What you will do: Whenever a line carries the word "enum", pull it out of the entries.

Stored data entries:
····················
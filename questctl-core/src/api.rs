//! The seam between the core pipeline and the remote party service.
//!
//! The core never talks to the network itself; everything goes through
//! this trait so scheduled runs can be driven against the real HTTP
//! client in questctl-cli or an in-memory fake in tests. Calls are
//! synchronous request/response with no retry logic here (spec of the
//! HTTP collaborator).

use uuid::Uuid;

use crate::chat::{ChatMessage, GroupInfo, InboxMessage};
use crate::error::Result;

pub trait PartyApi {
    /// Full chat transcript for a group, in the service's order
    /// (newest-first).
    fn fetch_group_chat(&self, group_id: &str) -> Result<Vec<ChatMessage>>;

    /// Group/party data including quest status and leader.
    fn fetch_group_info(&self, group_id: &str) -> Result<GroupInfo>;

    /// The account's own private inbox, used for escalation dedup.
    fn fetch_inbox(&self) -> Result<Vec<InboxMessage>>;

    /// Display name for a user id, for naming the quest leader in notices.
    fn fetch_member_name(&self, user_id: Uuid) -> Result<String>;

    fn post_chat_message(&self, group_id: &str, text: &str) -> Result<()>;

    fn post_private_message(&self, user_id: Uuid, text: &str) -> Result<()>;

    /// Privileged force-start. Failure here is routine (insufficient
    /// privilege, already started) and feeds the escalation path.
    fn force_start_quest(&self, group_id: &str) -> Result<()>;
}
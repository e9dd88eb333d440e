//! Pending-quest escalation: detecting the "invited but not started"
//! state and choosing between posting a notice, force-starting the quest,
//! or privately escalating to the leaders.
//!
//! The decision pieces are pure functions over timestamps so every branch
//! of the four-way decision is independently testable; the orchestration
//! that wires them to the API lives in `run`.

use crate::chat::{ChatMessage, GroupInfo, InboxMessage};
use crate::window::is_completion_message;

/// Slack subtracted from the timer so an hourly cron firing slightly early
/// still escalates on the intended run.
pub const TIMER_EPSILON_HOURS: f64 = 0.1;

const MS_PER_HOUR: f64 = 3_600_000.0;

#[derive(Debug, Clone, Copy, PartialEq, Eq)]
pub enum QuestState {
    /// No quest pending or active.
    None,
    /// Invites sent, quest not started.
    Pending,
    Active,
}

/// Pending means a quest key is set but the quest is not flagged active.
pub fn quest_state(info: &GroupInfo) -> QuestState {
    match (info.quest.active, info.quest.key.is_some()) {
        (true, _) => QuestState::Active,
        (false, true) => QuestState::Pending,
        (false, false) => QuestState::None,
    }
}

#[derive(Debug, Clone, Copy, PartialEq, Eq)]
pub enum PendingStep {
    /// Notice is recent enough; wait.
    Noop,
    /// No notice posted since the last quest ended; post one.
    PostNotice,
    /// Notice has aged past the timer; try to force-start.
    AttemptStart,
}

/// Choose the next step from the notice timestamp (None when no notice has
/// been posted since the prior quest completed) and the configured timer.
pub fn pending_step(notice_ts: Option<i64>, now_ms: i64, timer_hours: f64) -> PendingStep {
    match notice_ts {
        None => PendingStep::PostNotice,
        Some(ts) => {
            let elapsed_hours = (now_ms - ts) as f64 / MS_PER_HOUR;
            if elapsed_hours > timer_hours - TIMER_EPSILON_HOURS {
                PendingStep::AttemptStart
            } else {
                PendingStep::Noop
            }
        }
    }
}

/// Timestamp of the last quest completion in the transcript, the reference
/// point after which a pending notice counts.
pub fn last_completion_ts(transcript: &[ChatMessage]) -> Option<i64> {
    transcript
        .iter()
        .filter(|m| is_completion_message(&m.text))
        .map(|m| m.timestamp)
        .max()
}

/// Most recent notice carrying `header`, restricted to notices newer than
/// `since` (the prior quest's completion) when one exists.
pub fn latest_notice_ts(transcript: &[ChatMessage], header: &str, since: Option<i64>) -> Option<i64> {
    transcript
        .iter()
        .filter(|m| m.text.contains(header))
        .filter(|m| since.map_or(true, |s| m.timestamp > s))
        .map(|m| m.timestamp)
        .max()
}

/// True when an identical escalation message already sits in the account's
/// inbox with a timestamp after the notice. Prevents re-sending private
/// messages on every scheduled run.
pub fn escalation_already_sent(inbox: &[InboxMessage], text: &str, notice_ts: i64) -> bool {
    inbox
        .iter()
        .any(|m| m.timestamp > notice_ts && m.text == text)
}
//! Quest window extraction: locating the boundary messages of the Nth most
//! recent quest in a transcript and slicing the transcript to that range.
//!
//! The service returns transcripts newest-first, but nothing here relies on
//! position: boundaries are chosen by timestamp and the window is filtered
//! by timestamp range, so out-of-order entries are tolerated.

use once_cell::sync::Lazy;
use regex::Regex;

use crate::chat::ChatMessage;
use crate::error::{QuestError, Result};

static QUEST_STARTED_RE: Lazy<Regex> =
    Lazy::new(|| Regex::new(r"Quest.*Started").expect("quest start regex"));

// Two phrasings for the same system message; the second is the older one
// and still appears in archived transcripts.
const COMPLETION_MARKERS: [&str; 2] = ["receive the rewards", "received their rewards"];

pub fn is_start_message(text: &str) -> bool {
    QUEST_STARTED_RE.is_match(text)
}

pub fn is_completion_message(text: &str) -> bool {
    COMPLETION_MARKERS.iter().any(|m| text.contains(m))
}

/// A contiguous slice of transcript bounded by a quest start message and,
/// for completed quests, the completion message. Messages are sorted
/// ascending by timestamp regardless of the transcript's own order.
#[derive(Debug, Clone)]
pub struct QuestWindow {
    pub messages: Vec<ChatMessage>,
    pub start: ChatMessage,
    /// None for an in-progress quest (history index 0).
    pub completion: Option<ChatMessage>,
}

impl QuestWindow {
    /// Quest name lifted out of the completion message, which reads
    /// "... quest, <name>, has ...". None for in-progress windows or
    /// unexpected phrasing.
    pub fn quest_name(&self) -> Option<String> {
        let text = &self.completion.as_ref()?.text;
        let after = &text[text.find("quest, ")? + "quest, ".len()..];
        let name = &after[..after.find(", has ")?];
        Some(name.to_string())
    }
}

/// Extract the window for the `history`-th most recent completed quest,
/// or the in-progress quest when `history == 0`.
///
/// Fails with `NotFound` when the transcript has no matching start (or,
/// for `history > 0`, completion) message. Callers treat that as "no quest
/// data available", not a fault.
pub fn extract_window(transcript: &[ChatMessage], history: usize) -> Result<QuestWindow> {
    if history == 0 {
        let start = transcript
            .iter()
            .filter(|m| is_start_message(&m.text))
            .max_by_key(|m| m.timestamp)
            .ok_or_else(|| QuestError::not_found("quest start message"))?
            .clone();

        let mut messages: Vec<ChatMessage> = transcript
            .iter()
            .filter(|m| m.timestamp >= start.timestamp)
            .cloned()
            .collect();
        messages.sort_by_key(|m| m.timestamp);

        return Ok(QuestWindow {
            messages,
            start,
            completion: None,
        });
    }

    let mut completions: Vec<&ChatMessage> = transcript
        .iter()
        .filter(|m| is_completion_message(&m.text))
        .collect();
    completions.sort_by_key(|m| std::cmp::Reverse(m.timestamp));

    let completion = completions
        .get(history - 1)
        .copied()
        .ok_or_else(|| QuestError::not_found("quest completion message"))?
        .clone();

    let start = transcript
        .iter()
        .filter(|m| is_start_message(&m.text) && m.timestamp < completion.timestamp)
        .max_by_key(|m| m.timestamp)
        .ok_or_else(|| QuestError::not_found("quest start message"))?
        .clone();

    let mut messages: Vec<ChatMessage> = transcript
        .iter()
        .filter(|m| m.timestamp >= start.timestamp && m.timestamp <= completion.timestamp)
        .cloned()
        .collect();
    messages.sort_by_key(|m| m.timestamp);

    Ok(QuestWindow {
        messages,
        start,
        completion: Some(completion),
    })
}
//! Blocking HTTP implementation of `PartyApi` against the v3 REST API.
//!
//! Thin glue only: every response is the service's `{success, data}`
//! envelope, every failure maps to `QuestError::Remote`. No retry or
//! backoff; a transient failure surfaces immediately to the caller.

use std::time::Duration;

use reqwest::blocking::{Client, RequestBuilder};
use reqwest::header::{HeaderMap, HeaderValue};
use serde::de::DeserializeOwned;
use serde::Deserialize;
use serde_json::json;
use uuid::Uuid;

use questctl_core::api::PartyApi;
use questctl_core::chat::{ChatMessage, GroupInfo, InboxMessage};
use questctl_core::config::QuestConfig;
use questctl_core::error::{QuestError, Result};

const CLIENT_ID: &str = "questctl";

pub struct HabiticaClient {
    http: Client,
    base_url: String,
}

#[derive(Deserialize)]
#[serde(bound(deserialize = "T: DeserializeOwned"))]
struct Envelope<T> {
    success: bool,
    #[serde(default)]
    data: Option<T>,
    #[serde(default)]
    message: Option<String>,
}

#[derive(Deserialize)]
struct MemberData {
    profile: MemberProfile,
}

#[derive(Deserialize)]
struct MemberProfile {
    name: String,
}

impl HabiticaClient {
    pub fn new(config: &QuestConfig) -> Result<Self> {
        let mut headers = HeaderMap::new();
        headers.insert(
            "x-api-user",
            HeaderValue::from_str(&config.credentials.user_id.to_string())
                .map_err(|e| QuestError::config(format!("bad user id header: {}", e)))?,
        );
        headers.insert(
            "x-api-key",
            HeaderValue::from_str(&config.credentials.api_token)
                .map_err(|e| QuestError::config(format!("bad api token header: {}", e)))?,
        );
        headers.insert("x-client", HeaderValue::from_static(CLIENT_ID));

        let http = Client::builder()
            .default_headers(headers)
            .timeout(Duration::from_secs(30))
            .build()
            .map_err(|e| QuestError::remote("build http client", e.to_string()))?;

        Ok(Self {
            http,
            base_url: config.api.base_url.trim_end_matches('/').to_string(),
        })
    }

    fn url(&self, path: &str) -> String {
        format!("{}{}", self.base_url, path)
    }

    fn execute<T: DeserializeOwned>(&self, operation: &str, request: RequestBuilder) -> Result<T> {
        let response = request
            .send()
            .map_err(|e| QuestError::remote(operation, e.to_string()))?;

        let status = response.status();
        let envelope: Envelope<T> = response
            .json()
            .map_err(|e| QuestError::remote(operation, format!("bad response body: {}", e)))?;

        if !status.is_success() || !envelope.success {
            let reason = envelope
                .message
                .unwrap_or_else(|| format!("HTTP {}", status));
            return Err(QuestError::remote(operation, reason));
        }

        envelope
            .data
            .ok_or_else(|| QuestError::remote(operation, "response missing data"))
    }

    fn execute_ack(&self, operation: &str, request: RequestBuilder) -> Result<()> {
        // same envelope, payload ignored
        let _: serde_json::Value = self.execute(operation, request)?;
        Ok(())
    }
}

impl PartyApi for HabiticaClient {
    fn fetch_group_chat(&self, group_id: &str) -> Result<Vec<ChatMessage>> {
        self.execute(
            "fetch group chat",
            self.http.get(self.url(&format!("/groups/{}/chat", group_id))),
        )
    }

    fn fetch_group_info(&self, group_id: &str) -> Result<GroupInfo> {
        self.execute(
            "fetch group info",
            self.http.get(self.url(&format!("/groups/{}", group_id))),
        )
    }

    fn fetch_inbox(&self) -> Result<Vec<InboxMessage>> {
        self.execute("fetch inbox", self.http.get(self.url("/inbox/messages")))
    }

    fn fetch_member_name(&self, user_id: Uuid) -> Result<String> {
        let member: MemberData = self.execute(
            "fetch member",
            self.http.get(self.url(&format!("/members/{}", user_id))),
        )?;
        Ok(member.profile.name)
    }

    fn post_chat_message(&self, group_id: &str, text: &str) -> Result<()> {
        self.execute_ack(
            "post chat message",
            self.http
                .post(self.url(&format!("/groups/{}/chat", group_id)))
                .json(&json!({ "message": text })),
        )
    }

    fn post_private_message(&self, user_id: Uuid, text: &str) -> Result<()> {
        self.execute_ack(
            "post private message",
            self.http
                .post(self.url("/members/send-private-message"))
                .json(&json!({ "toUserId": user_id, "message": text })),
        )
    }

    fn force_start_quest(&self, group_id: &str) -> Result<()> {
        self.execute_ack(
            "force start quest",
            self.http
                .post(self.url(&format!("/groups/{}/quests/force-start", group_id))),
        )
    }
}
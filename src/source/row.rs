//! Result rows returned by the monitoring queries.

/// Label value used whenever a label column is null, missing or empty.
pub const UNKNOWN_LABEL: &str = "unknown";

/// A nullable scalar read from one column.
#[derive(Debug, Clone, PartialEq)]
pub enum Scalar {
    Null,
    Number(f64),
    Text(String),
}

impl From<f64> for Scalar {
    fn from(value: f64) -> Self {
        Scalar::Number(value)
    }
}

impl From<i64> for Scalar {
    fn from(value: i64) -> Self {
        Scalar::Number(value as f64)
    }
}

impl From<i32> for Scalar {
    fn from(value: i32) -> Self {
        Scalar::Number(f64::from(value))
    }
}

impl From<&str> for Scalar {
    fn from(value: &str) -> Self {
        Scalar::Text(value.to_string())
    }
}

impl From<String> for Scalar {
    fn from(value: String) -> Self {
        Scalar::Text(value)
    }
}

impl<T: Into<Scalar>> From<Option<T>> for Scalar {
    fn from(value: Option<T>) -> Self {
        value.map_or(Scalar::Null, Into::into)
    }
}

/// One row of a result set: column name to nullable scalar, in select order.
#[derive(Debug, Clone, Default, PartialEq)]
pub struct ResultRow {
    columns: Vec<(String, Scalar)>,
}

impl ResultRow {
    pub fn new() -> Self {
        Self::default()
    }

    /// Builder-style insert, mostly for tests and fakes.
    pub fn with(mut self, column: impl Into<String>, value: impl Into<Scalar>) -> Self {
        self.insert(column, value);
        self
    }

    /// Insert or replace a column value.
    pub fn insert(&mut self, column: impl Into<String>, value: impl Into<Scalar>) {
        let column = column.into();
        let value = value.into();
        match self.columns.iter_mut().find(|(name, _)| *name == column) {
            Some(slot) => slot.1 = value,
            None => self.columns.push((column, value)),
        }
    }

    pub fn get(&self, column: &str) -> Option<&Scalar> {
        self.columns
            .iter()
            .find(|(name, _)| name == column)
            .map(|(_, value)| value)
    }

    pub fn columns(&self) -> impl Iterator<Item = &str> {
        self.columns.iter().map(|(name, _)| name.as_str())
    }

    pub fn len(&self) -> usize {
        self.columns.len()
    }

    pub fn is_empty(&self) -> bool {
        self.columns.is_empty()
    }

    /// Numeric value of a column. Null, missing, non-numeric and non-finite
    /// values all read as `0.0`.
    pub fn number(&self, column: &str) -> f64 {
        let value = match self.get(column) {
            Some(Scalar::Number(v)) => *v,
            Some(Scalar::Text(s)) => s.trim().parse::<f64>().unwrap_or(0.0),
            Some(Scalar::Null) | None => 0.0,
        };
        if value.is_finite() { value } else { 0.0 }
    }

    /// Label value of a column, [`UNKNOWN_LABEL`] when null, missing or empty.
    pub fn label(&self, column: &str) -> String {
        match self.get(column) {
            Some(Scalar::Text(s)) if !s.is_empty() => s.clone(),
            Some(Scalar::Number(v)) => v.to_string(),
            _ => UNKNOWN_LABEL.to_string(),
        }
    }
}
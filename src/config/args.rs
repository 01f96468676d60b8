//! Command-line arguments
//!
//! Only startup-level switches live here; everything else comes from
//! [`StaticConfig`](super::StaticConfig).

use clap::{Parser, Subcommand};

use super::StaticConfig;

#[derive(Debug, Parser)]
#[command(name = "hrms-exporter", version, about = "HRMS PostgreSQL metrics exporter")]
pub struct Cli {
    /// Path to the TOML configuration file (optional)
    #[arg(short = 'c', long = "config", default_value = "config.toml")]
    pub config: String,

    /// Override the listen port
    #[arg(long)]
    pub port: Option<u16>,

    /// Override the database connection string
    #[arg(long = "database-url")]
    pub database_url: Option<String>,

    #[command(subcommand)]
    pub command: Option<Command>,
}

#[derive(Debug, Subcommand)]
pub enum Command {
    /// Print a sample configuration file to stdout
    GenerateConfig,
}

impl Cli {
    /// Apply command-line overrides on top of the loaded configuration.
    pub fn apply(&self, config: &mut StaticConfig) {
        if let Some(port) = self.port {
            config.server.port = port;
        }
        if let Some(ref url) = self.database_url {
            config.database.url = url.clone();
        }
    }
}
····················
Response:
pub enum QuestState {
pub enum PendingStep {
pub enum Scalar {
pub enum Command {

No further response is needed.